Exact duplicates of all the records are needed.

[Dataset entries]
"""

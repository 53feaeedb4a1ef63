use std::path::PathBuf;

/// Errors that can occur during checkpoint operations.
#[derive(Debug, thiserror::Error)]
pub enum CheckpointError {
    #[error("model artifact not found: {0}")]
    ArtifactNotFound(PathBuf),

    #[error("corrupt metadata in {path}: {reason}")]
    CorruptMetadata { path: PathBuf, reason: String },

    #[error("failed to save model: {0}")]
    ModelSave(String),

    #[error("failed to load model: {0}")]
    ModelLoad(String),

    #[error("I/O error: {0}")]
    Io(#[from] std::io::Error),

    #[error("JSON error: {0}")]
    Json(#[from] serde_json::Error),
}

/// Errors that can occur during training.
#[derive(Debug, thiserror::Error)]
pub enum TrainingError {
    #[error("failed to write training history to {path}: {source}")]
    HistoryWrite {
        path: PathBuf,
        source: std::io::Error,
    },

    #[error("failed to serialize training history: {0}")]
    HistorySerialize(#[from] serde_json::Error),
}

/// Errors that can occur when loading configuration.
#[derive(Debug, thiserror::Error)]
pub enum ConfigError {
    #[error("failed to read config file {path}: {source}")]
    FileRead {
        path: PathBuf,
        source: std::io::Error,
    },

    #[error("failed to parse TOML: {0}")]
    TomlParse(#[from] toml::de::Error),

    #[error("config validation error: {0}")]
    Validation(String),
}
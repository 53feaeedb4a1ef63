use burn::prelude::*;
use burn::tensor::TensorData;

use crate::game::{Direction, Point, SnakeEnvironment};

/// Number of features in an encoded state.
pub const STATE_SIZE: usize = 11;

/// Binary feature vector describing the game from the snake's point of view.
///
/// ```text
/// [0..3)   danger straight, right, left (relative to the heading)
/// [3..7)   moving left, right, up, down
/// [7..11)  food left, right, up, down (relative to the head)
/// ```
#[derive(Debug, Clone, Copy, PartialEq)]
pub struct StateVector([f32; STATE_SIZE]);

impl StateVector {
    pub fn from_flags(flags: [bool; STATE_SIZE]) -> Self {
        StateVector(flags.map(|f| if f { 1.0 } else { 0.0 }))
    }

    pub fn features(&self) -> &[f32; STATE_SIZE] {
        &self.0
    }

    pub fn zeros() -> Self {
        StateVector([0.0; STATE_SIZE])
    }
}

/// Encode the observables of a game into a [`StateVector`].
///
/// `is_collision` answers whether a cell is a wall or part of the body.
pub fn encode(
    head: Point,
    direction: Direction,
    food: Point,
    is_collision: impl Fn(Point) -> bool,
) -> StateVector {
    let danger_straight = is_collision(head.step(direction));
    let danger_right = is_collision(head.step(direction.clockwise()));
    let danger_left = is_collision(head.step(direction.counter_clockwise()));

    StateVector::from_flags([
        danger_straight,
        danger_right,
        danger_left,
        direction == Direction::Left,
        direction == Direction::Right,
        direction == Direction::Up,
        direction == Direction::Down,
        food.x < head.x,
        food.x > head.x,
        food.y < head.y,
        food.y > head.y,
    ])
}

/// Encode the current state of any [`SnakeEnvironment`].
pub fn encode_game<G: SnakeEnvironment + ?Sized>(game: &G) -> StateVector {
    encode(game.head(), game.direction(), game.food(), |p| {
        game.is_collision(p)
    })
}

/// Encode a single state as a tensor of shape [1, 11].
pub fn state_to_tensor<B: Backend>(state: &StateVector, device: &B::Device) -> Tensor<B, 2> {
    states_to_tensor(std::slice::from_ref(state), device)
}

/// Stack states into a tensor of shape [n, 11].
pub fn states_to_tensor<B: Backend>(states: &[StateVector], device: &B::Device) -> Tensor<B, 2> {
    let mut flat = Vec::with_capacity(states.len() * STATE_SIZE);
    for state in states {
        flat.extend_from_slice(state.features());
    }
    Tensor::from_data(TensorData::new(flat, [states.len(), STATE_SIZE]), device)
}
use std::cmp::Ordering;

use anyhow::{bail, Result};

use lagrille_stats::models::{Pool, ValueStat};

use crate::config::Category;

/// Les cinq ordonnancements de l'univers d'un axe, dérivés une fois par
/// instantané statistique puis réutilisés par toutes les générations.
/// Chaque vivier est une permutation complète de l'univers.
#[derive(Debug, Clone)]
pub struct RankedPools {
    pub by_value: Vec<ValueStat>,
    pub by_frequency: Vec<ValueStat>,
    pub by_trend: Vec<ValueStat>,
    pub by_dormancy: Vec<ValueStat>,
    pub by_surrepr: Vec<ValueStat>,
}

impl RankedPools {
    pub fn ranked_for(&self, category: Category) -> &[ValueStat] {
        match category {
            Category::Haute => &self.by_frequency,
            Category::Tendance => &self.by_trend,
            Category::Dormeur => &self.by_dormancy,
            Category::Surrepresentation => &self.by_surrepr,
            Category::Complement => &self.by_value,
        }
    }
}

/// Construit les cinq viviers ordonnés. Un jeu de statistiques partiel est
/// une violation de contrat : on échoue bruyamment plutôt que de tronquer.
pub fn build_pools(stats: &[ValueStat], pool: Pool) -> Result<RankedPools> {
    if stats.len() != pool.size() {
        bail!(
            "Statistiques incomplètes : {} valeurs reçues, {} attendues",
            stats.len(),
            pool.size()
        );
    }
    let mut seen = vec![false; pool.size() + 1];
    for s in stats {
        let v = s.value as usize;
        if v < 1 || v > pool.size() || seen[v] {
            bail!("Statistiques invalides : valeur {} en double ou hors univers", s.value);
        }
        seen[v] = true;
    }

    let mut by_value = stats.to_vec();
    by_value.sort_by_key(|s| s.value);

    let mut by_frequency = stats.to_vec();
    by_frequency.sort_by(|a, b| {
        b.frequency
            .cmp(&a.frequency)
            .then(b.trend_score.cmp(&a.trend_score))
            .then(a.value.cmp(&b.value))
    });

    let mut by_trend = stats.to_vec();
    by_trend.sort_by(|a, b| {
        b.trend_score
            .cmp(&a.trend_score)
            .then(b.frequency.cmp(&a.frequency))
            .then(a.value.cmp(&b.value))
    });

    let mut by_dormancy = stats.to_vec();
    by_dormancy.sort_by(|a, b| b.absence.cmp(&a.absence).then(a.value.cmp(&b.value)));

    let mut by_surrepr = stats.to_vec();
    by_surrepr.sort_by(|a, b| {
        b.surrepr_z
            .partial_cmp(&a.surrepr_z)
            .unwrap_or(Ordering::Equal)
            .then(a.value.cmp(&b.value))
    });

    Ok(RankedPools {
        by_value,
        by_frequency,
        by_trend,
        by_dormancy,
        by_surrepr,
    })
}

"""

**Written reply**
repository 53feaeedb4a1ef63
use std::path::PathBuf;

/// Errors that can occur during checkpoint operations.
#[derive(Debug, thiserror::Error)]
pub enum CheckpointError {
    #[error("model artifact not found: {0}")]
    ArtifactNotFound(PathBuf),

    #[error("corrupt metadata in {path}: {reason}")]
    CorruptMetadata { path: PathBuf, reason: String },

    #[error("failed to save model: {0}")]
    ModelSave(String),

    #[error("failed to load model: {0}")]
    ModelLoad(String),

    #[error("I/O error: {0}")]
    Io(#[from] std::io::Error),

    #[error("JSON error: {0}")]
    Json(#[from] serde_json::Error),
}

/// Errors that can occur during training.
#[derive(Debug, thiserror::Error)]
pub enum TrainingError {
    #[error("failed to write training history to {path}: {source}")]
    HistoryWrite {
        path: PathBuf,
        source: std::io::Error,
    },

    #[error("failed to serialize training history: {0}")]
    HistorySerialize(#[from] serde_json::Error),
}

/// Errors that can occur when loading configuration.
#[derive(Debug, thiserror::Error)]
pub enum ConfigError {
    #[error("failed to read config file {path}: {source}")]
    FileRead {
        path: PathBuf,
        source: std::io::Error,
    },

    #[error("failed to parse TOML: {0}")]
    TomlParse(#[from] toml::de::Error),

    #[error("config validation error: {0}")]
    Validation(String),
}
repository 53feaeedb4a1ef63
use burn::prelude::*;
use burn::tensor::TensorData;

use crate::game::{Direction, Point, SnakeEnvironment};

/// Number of features in an encoded state.
pub const STATE_SIZE: usize = 11;

/// Binary feature vector describing the game from the snake's point of view.
///
/// ```text
/// [0..3)   danger straight, right, left (relative to the heading)
/// [3..7)   moving left, right, up, down
/// [7..11)  food left, right, up, down (relative to the head)
/// ```
#[derive(Debug, Clone, Copy, PartialEq)]
pub struct StateVector([f32; STATE_SIZE]);

impl StateVector {
    pub fn from_flags(flags: [bool; STATE_SIZE]) -> Self {
        StateVector(flags.map(|f| if f { 1.0 } else { 0.0 }))
    }

    pub fn features(&self) -> &[f32; STATE_SIZE] {
        &self.0
    }

    pub fn zeros() -> Self {
        StateVector([0.0; STATE_SIZE])
    }
}

/// Encode the observables of a game into a [`StateVector`].
///
/// `is_collision` answers whether a cell is a wall or part of the body.
pub fn encode(
    head: Point,
    direction: Direction,
    food: Point,
    is_collision: impl Fn(Point) -> bool,
) -> StateVector {
    let danger_straight = is_collision(head.step(direction));
    let danger_right = is_collision(head.step(direction.clockwise()));
    let danger_left = is_collision(head.step(direction.counter_clockwise()));

    StateVector::from_flags([
        danger_straight,
        danger_right,
        danger_left,
        direction == Direction::Left,
        direction == Direction::Right,
        direction == Direction::Up,
        direction == Direction::Down,
        food.x < head.x,
        food.x > head.x,
        food.y < head.y,
        food.y > head.y,
    ])
}

/// Encode the current state of any [`SnakeEnvironment`].
pub fn encode_game<G: SnakeEnvironment + ?Sized>(game: &G) -> StateVector {
    encode(game.head(), game.direction(), game.food(), |p| {
        game.is_collision(p)
    })
}

/// Encode a single state as a tensor of shape [1, 11].
pub fn state_to_tensor<B: Backend>(state: &StateVector, device: &B::Device) -> Tensor<B, 2> {
    states_to_tensor(std::slice::from_ref(state), device)
}

/// Stack states into a tensor of shape [n, 11].
pub fn states_to_tensor<B: Backend>(states: &[StateVector], device: &B::Device) -> Tensor<B, 2> {
    let mut flat = Vec::with_capacity(states.len() * STATE_SIZE);
    for state in states {
        flat.extend_from_slice(state.features());
    }
    Tensor::from_data(TensorData::new(flat, [states.len(), STATE_SIZE]), device)
}
use std::cmp::Ordering;

use anyhow::{bail, Result};

use lagrille_stats::models::{Pool, ValueStat};

use crate::config::Category;

/// Les cinq ordonnancements de l'univers d'un axe, dérivés une fois par
/// instantané statistique puis réutilisés par toutes les générations.
/// Chaque vivier est une permutation complète de l'univers.
#[derive(Debug, Clone)]
pub struct RankedPools {
    pub by_value: Vec<ValueStat>,
    pub by_frequency: Vec<ValueStat>,
    pub by_trend: Vec<ValueStat>,
    pub by_dormancy: Vec<ValueStat>,
    pub by_surrepr: Vec<ValueStat>,
}

impl RankedPools {
    pub fn ranked_for(&self, category: Category) -> &[ValueStat] {
        match category {
            Category::Haute => &self.by_frequency,
            Category::Tendance => &self.by_trend,
            Category::Dormeur => &self.by_dormancy,
            Category::Surrepresentation => &self.by_surrepr,
            Category::Complement => &self.by_value,
        }
    }
}

/// Construit les cinq viviers ordonnés. Un jeu de statistiques partiel est
/// une violation de contrat : on échoue bruyamment plutôt que de tronquer.
pub fn build_pools(stats: &[ValueStat], pool: Pool) -> Result<RankedPools> {
    if stats.len() != pool.size() {
        bail!(
            "Statistiques incomplètes : {} valeurs reçues, {} attendues",
            stats.len(),
            pool.size()
        );
    }
    let mut seen = vec![false; pool.size() + 1];
    for s in stats {
        let v = s.value as usize;
        if v < 1 || v > pool.size() || seen[v] {
            bail!("Statistiques invalides : valeur {} en double ou hors univers", s.value);
        }
        seen[v] = true;
    }

    let mut by_value = stats.to_vec();
    by_value.sort_by_key(|s| s.value);

    let mut by_frequency = stats.to_vec();
    by_frequency.sort_by(|a, b| {
        b.frequency
            .cmp(&a.frequency)
            .then(b.trend_score.cmp(&a.trend_score))
            .then(a.value.cmp(&b.value))
    });

    let mut by_trend = stats.to_vec();
    by_trend.sort_by(|a, b| {
        b.trend_score
            .cmp(&a.trend_score)
            .then(b.frequency.cmp(&a.frequency))
            .then(a.value.cmp(&b.value))
    });

    let mut by_dormancy = stats.to_vec();
    by_dormancy.sort_by(|a, b| b.absence.cmp(&a.absence).then(a.value.cmp(&b.value)));

    let mut by_surrepr = stats.to_vec();
    by_surrepr.sort_by(|a, b| {
        b.surrepr_z
            .partial_cmp(&a.surrepr_z)
            .unwrap_or(Ordering::Equal)
            .then(a.value.cmp(&b.value))
    });

    Ok(RankedPools {
        by_value,
        by_frequency,
        by_trend,
        by_dormancy,
        by_surrepr,
    })
}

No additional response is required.